When you say categorically that it doesn't get warm, it gets me worried here. Mine always gets a little warm, about +5F to +10F over ambient temperature at 1C charge rate. So unless I am totally wrong, getting a little warm is ok, it doesn't (shouldn't) get hot.
Sure, "a little warm" is fine. But it should be a steady temperature that does not keep increasing, and for sure not hot.
Hello,
IanB, I finally encountered exactly what you described.
As a relatively new newbie, I do not have much experience. I was exposed to just:
(a) works fine,
(b) slight warm, stay slightly warm but otherwise works fine, and
(c) an old StarTac phone lithium cell that heat up instantly to scary temperature - too hot to touch by hand. within a minute or two max.
I have a new crop of lithium 18650. One got warmer than usual.

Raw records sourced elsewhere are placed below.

//! Core units, constants, and shared primitives for the Slingshot workspace.

/// Physical constants expressed in SI units (unless stated otherwise).
pub mod constants {
    /// Newtonian gravitational constant, CODATA 2018 (m³/kg/s²).
    pub const G: f64 = 6.674_30e-11;
    /// Seconds per hour.
    pub const SECONDS_PER_HOUR: f64 = 3_600.0;
    /// Seconds per Julian day.
    pub const SECONDS_PER_DAY: f64 = 86_400.0;
}

/// Basic unit conversion helpers.
pub mod units {
    /// Convert kilometres to metres.
    #[inline]
    pub fn km_to_m(v: f64) -> f64 {
        v * 1_000.0
    }

    /// Convert metres to kilometres.
    #[inline]
    pub fn m_to_km(v: f64) -> f64 {
        v / 1_000.0
    }
}

/// Lightweight time utilities shared across crates.
pub mod time {
    use super::constants::{SECONDS_PER_DAY, SECONDS_PER_HOUR};

    /// Convert hours to seconds.
    #[inline]
    pub fn hours_to_seconds(hours: f64) -> f64 {
        hours * SECONDS_PER_HOUR
    }

    /// Convert seconds to days.
    #[inline]
    pub fn seconds_to_days(seconds: f64) -> f64 {
        seconds / SECONDS_PER_DAY
    }

    /// Split a duration into whole (days, hours, minutes).
    pub fn split_duration(seconds: f64) -> (i64, i64, i64) {
        let total_seconds = seconds.max(0.0);
        let days = (total_seconds / SECONDS_PER_DAY).floor() as i64;
        let remaining = total_seconds - days as f64 * SECONDS_PER_DAY;
        let hours = (remaining / SECONDS_PER_HOUR).floor() as i64;
        let minutes = ((remaining - hours as f64 * SECONDS_PER_HOUR) / 60.0).floor() as i64;
        (days, hours, minutes)
    }
}

/// Minimal planar vector helpers to avoid ad-hoc `[f64; 2]` math everywhere.
pub mod vector {
    /// A 2D vector in metres or m/s depending on context.
    pub type Vector2 = [f64; 2];

    /// The zero vector.
    pub const ZERO: Vector2 = [0.0, 0.0];

    /// Euclidean norm of a vector.
    #[inline]
    pub fn norm(v: &Vector2) -> f64 {
        v[0].hypot(v[1])
    }

    /// Dot product of two vectors.
    #[inline]
    pub fn dot(a: &Vector2, b: &Vector2) -> f64 {
        a[0] * b[0] + a[1] * b[1]
    }

    /// Vector addition.
    #[inline]
    pub fn add(a: &Vector2, b: &Vector2) -> Vector2 {
        [a[0] + b[0], a[1] + b[1]]
    }

    /// Vector subtraction.
    #[inline]
    pub fn sub(a: &Vector2, b: &Vector2) -> Vector2 {
        [a[0] - b[0], a[1] - b[1]]
    }

    /// Scale a vector by a scalar.
    #[inline]
    pub fn scale(v: &Vector2, s: f64) -> Vector2 {
        [v[0] * s, v[1] * s]
    }

    /// Distance between two points.
    #[inline]
    pub fn distance(a: &Vector2, b: &Vector2) -> f64 {
        norm(&sub(a, b))
    }

    /// True when both components are finite (no NaN or infinity).
    #[inline]
    pub fn is_finite(v: &Vector2) -> bool {
        v[0].is_finite() && v[1].is_finite()
    }
}
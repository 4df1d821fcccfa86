//! Two-body orbit helpers (circular speed, escape speed, period, specific energy).
//!
//! All inputs are SI: `mu_m3_s2` is the gravitational parameter `G * M` of the
//! attracting body, distances are metres, speeds m/s.
use slingshot_core::vector::{self, Vector2};

/// Gravitational parameter `G * M` for a body of the given mass.
#[inline]
pub fn gravitational_parameter(g: f64, mass_kg: f64) -> f64 {
    g * mass_kg
}

/// Speed of a circular orbit of radius `r_m`.
pub fn circular_speed(mu_m3_s2: f64, r_m: f64) -> f64 {
    (mu_m3_s2 / r_m).sqrt()
}

/// Escape speed at distance `r_m` from the body centre.
pub fn escape_speed(mu_m3_s2: f64, r_m: f64) -> f64 {
    (2.0 * mu_m3_s2 / r_m).sqrt()
}

/// Period of a circular orbit of radius `r_m` (seconds).
pub fn circular_period(mu_m3_s2: f64, r_m: f64) -> f64 {
    2.0 * std::f64::consts::PI * (r_m.powi(3) / mu_m3_s2).sqrt()
}

/// Specific orbital energy `v²/2 - mu/r` of a state relative to the body.
///
/// `relative_position_m` and `velocity_m_s` are measured from a body at rest.
/// Negative values are bound orbits. Returns negative infinity at `r == 0`.
pub fn specific_energy(
    mu_m3_s2: f64,
    relative_position_m: &Vector2,
    velocity_m_s: &Vector2,
) -> f64 {
    let r = vector::norm(relative_position_m);
    let v2 = vector::dot(velocity_m_s, velocity_m_s);
    0.5 * v2 - mu_m3_s2 / r
}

So, I stop the bugger on the TP4056 and dug up my old setup. My old setup is an Arduino controlled LM317 with 16 bit ADC to read voltage and 12 bit DAC to set voltage. I added an LM35 as temperature probe to see what is going on relative to temperature.

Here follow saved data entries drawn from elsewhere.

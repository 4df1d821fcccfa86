use std::sync::atomic::AtomicBool;

use approx::assert_relative_eq;
use proptest::prelude::*;
use slingshot::core::vector;
use slingshot::dynamics::{
    Body, BodyRegistry, SetupError, Simulation, SimulationParams, SpacecraftState, run,
};
use slingshot::orbits::circular_speed;

const G: f64 = 6.6743e-11;
const EARTH_MASS_KG: f64 = 5.972e24;
const EARTH_SOI_M: f64 = 6.471e6;

fn earth() -> Body {
    Body::new("EARTH", EARTH_MASS_KG, [0.0, 0.0], EARTH_SOI_M)
}

fn flyby_state() -> SpacecraftState {
    SpacecraftState::new([0.0, 6.471e6], [8000.0, 0.0], 1000.0)
}

fn simulation(bodies: Vec<Body>, params: SimulationParams) -> Simulation {
    Simulation::new(BodyRegistry::new(bodies).expect("valid bodies"), params).expect("valid params")
}

#[test]
fn first_step_matches_hand_computed_euler_update() {
    let params = SimulationParams::new(1.0, 2)
        .with_gravitational_constant(G)
        .with_assist(false);
    let output = simulation(vec![earth()], params)
        .run(flyby_state())
        .expect("run");
    let trajectory = output.trajectory;
    assert_eq!(trajectory.len(), 2);
    assert_eq!(trajectory[0], flyby_state());

    let a = G * EARTH_MASS_KG / (6.471e6 * 6.471e6);
    let step = &trajectory[1];
    assert_relative_eq!(step.velocity_m_s[0], 8000.0);
    assert_relative_eq!(step.velocity_m_s[1], -a, max_relative = 1e-12);
    assert_relative_eq!(step.position_m[0], 8000.0);
    assert_relative_eq!(step.position_m[1], 6.471e6 - a, max_relative = 1e-12);

    assert_relative_eq!(step.velocity_m_s[1], -9.51, max_relative = 1e-3);
    assert_relative_eq!(step.position_m[1], 6_470_990.49, max_relative = 1e-3);
    assert_eq!(step.mass_kg, 1000.0);
}

#[test]
fn position_update_uses_new_velocity() {
    let params = SimulationParams::new(10.0, 2).with_assist(false);
    let trajectory = simulation(vec![earth()], params)
        .run(flyby_state())
        .expect("run")
        .trajectory;

    let v1 = trajectory[1].velocity_m_s;
    let expected = vector::add(&flyby_state().position_m, &vector::scale(&v1, 10.0));
    assert_relative_eq!(trajectory[1].position_m[0], expected[0]);
    assert_relative_eq!(trajectory[1].position_m[1], expected[1]);
    assert!(trajectory[1].position_m[1] < 6.471e6, "old velocity would leave y unchanged");
}

#[test]
fn entry_on_first_step_applies_assist_to_velocity_only() {
    let params = SimulationParams::new(1.0, 2).with_gravitational_constant(G);
    let output = simulation(vec![earth()], params)
        .run(flyby_state())
        .expect("run");

    assert_eq!(output.events.len(), 1);
    let event = &output.events[0];
    assert_eq!(event.body_name, "EARTH");
    assert_eq!(event.step_index, 1);

    let a = G * EARTH_MASS_KG / (6.471e6 * 6.471e6);
    assert_relative_eq!(event.entry_velocity_m_s[1], -a, max_relative = 1e-12);

    let v_escape = (2.0 * G * EARTH_MASS_KG / EARTH_SOI_M).sqrt();
    assert_relative_eq!(event.speed_change_m_s(), v_escape - a, max_relative = 1e-9);

    let step = &output.trajectory[1];
    assert_eq!(step.velocity_m_s, event.exit_velocity_m_s);
    assert_relative_eq!(step.position_m[1], 6.471e6 - a, max_relative = 1e-12);

    let entry = event.entry_velocity_m_s;
    let exit = event.exit_velocity_m_s;
    let entry_dir = vector::scale(&entry, 1.0 / vector::norm(&entry));
    let exit_dir = vector::scale(&exit, 1.0 / vector::norm(&exit));
    assert_relative_eq!(entry_dir[0], exit_dir[0], max_relative = 1e-12);
    assert_relative_eq!(entry_dir[1], exit_dir[1], max_relative = 1e-12);
}

fn circular_orbit_errors(dt_s: f64, checkpoints_s: &[f64]) -> Vec<f64> {
    let r = 7.0e6;
    let mu = G * EARTH_MASS_KG;
    let v = circular_speed(mu, r);
    let omega = v / r;
    let span = checkpoints_s.iter().cloned().fold(0.0, f64::max);
    let num_steps = (span / dt_s).round() as usize + 1;

    // Influence radius far smaller than the orbit so no assist ever fires.
    let body = Body::new("EARTH", EARTH_MASS_KG, [0.0, 0.0], 1.0);
    let params = SimulationParams::new(dt_s, num_steps).with_gravitational_constant(G);
    let output = simulation(vec![body], params)
        .run(SpacecraftState::new([r, 0.0], [0.0, v], 1000.0))
        .expect("run");
    assert!(output.events.is_empty());

    checkpoints_s
        .iter()
        .map(|&t| {
            let step = (t / dt_s).round() as usize;
            let analytic = [r * (omega * t).cos(), r * (omega * t).sin()];
            vector::distance(&output.trajectory[step].position_m, &analytic)
        })
        .collect()
}

#[test]
fn circular_orbit_error_shrinks_with_step_size() {
    let checkpoints = [1000.0, 2000.0, 3000.0, 4000.0, 5000.0];
    let coarse = circular_orbit_errors(1.0, &checkpoints);
    let fine = circular_orbit_errors(0.1, &checkpoints);

    for ((t, c), f) in checkpoints.iter().zip(&coarse).zip(&fine) {
        assert!(c > f, "t = {t}: dt=1 error {c} m should exceed dt=0.1 error {f} m");
        assert!(*c < 0.01 * 7.0e6, "t = {t}: dt=1 error {c} m is not bounded");
    }
}

#[test]
fn sphere_of_influence_fires_once_despite_reentry() {
    let r = 7.0e6;
    let v = circular_speed(G * EARTH_MASS_KG, r);
    let beacon_radius = 2.0e5;
    let bodies = vec![
        Body::new("EARTH", EARTH_MASS_KG, [0.0, 0.0], 1.0),
        Body::new("BEACON", 1.0, [r, 0.0], beacon_radius),
    ];
    let params = SimulationParams::new(1.0, 15_000).with_gravitational_constant(G);
    let output = simulation(bodies, params)
        .run(SpacecraftState::new([r, 0.0], [0.0, v], 1000.0))
        .expect("run");

    let inside: Vec<bool> = output
        .trajectory
        .positions()
        .map(|p| vector::distance(&p, &[r, 0.0]) < beacon_radius)
        .collect();
    let reentries = inside.windows(2).filter(|w| !w[0] && w[1]).count();
    assert!(reentries >= 1, "spacecraft should come back through the beacon sphere");

    assert_eq!(output.events.len(), 1);
    assert_eq!(output.events[0].body_name, "BEACON");
    assert_eq!(output.events[0].step_index, 1);
}

#[test]
fn free_flight_without_bodies_is_a_straight_line() {
    let state = SpacecraftState::new([1.0, 2.0], [3.0, -4.0], 10.0);
    let trajectory = run(state, &[], 0.5, 11).expect("run");

    assert_eq!(trajectory.len(), 11);
    let last = trajectory.last().expect("last state");
    assert_relative_eq!(last.position_m[0], 1.0 + 3.0 * 5.0);
    assert_relative_eq!(last.position_m[1], 2.0 - 4.0 * 5.0);
    assert_eq!(last.velocity_m_s, [3.0, -4.0]);
    assert_relative_eq!(trajectory.time_at(10), 5.0);
}

#[test]
fn non_finite_state_is_reported_not_rejected() {
    let monster = Body::new("MONSTER", 1.0e300, [0.0, 0.0], 1.0);
    let params = SimulationParams::new(1.0, 5).with_gravitational_constant(1.0e300);
    let output = simulation(vec![monster], params)
        .run(flyby_state())
        .expect("divergence is not a setup error");

    assert_eq!(output.trajectory.len(), 5);
    assert_eq!(output.diverged_at, Some(1));
    assert!(!output.cancelled);
}

#[test]
fn cancellation_returns_partial_trajectory() {
    let cancel = AtomicBool::new(true);
    let output = simulation(vec![earth()], SimulationParams::new(1.0, 1_000))
        .run_with_cancel(flyby_state(), &cancel)
        .expect("run");

    assert!(output.cancelled);
    assert_eq!(output.trajectory.len(), 1);
    assert_eq!(output.trajectory[0], flyby_state());
}

#[test]
fn invalid_setup_fails_before_integrating() {
    assert_eq!(
        run(flyby_state(), &[earth()], 0.0, 10).unwrap_err(),
        SetupError::NonPositiveTimeStep(0.0)
    );
    assert_eq!(
        run(flyby_state(), &[earth()], 1.0, 0).unwrap_err(),
        SetupError::ZeroSteps
    );
    assert!(matches!(
        run(flyby_state(), &[Body::new("VOID", -1.0, [0.0, 0.0], 1.0)], 1.0, 10),
        Err(SetupError::NonPositiveBodyMass { .. })
    ));
    assert!(matches!(
        run(flyby_state(), &[Body::new("FLAT", 1.0, [0.0, 0.0], 0.0)], 1.0, 10),
        Err(SetupError::NonPositiveInfluenceRadius { .. })
    ));
    assert_eq!(
        run(flyby_state(), &[earth(), earth()], 1.0, 10).unwrap_err(),
        SetupError::DuplicateBody("EARTH".to_string())
    );
    assert_eq!(
        run(SpacecraftState::new([0.0, 0.0], [0.0, 0.0], 0.0), &[earth()], 1.0, 10).unwrap_err(),
        SetupError::NonPositiveSpacecraftMass(0.0)
    );
    assert_eq!(
        run(SpacecraftState::new([f64::NAN, 0.0], [0.0, 0.0], 1.0), &[earth()], 1.0, 10)
            .unwrap_err(),
        SetupError::NonFiniteInitialState
    );
}

#[test]
fn oversized_trajectory_fails_setup_instead_of_panicking() {
    assert_eq!(
        run(flyby_state(), &[earth()], 1.0, usize::MAX / 8).unwrap_err(),
        SetupError::TrajectoryTooLong(usize::MAX / 8)
    );
}

#[test]
fn body_names_are_unique_ignoring_case() {
    let err = BodyRegistry::new(vec![
        Body::new("Earth", EARTH_MASS_KG, [0.0, 0.0], EARTH_SOI_M),
        Body::new("EARTH", 1.0, [1.0e9, 0.0], 1.0),
    ])
    .unwrap_err();
    assert_eq!(err, SetupError::DuplicateBody("EARTH".to_string()));

    let registry = BodyRegistry::new(vec![earth()]).expect("valid bodies");
    assert_eq!(registry.get("earth").map(|b| b.mass_kg), Some(EARTH_MASS_KG));
}

#[test]
fn overlapping_spheres_fire_in_registry_order_with_chained_velocities() {
    let bodies = vec![
        Body::new("ZULU", 1.0e20, [1.0e3, 0.0], 1.0e6),
        Body::new("ALPHA", 4.0e20, [-2.0e3, 0.0], 1.0e6),
    ];
    let escape: Vec<f64> = bodies
        .iter()
        .map(|b| b.escape_speed_at_influence_radius(G))
        .collect();
    let initial = SpacecraftState::new([0.0, 0.0], [100.0, 0.0], 1000.0);
    let params = SimulationParams::new(1.0, 2).with_gravitational_constant(G);
    let output = simulation(bodies, params).run(initial).expect("run");

    let names: Vec<&str> = output.events.iter().map(|e| e.body_name.as_str()).collect();
    assert_eq!(names, ["ZULU", "ALPHA"]);
    assert!(output.events.iter().all(|e| e.step_index == 1));

    let (first, second) = (&output.events[0], &output.events[1]);
    assert_eq!(second.entry_velocity_m_s, first.exit_velocity_m_s);
    assert_eq!(output.trajectory[1].velocity_m_s, second.exit_velocity_m_s);

    // Both corrections measure against the same pre-update velocity.
    let v0 = initial.velocity_m_s;
    let first_drift = vector::norm(&vector::sub(&first.entry_velocity_m_s, &v0));
    let second_drift = vector::norm(&vector::sub(&second.entry_velocity_m_s, &v0));
    assert_relative_eq!(first.speed_change_m_s(), escape[0] - first_drift, max_relative = 1e-9);
    assert_relative_eq!(
        second.speed_change_m_s(),
        escape[1] - second_drift,
        max_relative = 1e-9
    );
    assert!(second_drift > 0.5 * escape[0], "second body sees the first assist");
}

#[test]
fn closest_approach_finds_minimum_distance() {
    let trajectory = run(
        SpacecraftState::new([-1000.0, 50.0], [100.0, 0.0], 1.0),
        &[],
        1.0,
        21,
    )
    .expect("run");
    let marker = Body::new("MARKER", 1.0, [0.0, 0.0], 1.0);
    let (step, distance) = trajectory.closest_approach(&marker).expect("approach");
    assert_eq!(step, 10);
    assert_relative_eq!(distance, 50.0);
}

proptest! {
    #[test]
    fn trajectory_has_exactly_num_steps_states(num_steps in 1usize..400, dt in 0.1f64..100.0) {
        let trajectory = run(flyby_state(), &[earth()], dt, num_steps).expect("run");
        prop_assert_eq!(trajectory.len(), num_steps);
        prop_assert_eq!(trajectory[0], flyby_state());
        prop_assert_eq!(trajectory.velocities().count(), num_steps);
    }
}
//! Trajectory of a spacecraft under fixed gravitating bodies, with a heuristic
//! gravity assist on sphere-of-influence entry.
//!
//! The engine lives in the member crates; this façade re-exports them so
//! front-ends (the `simulate` CLI, plotting hosts) depend on a single crate.

pub use slingshot_config as config;
pub use slingshot_core as core;
pub use slingshot_dynamics as dynamics;
pub use slingshot_orbits as orbits;

/// Returns the version of the library for smoke tests.
pub fn version() -> &'static str {
    env!("CARGO_PKG_VERSION")
}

The bugger(s) would charge the CC phase normal. During the CV phase, its operated normally with voltage held constant and current decreases. Normal batteries would reach end-of-charge which is a preselected "saturation current XXXmA". With these buggers, when it decreased to around a certain mA, current starts to increase as much as CC limit allows. Temperature starts to rise at the exactly moment current switch from decreasing to increase. My "normal" batteries gets slightly warm, but it does not couple with a current increase.
I took some charge data (room temperature was about 75F):
1st time I cut off when after it risen to 101F. Discharged it using a plan resistor.
2nd time I cut off charge as soon as it reach 92F. Discharged it using the same resistor.
3rd time I cut off charge at 85F. Discharged it using the same resistor.
All were discharged to battery-protection cut off at 2.6V. The difference in cut off temperature translate to about 30 minutes more between 85F to 92F and about 25 minutes for it to rise to 101F. So in theory, the 101F was charged about an hour longer.
Since it is the same resistor, time_to_discharge alone can compare relative charge. With all 3 tries, there was no appreciably difference in run time - that suggests to me that the power going in after the inflection point is just heating rather than charging. Had I allow it, current would have risen increasing the heat, and the temperature might have kept rising.
I also tried two separate charging (charge to inflection point, wait, charge again). That seem to "get past" the inflection point with no fanfare, but does not result in any increase in run time (ie:charge stored).
It is interesting. While I did not doubt your words, but seeing it happen in real life is interesting. Now with this crop of 6x18650, looks like not too many are useful. This "bad yielding crop" part is disappointing.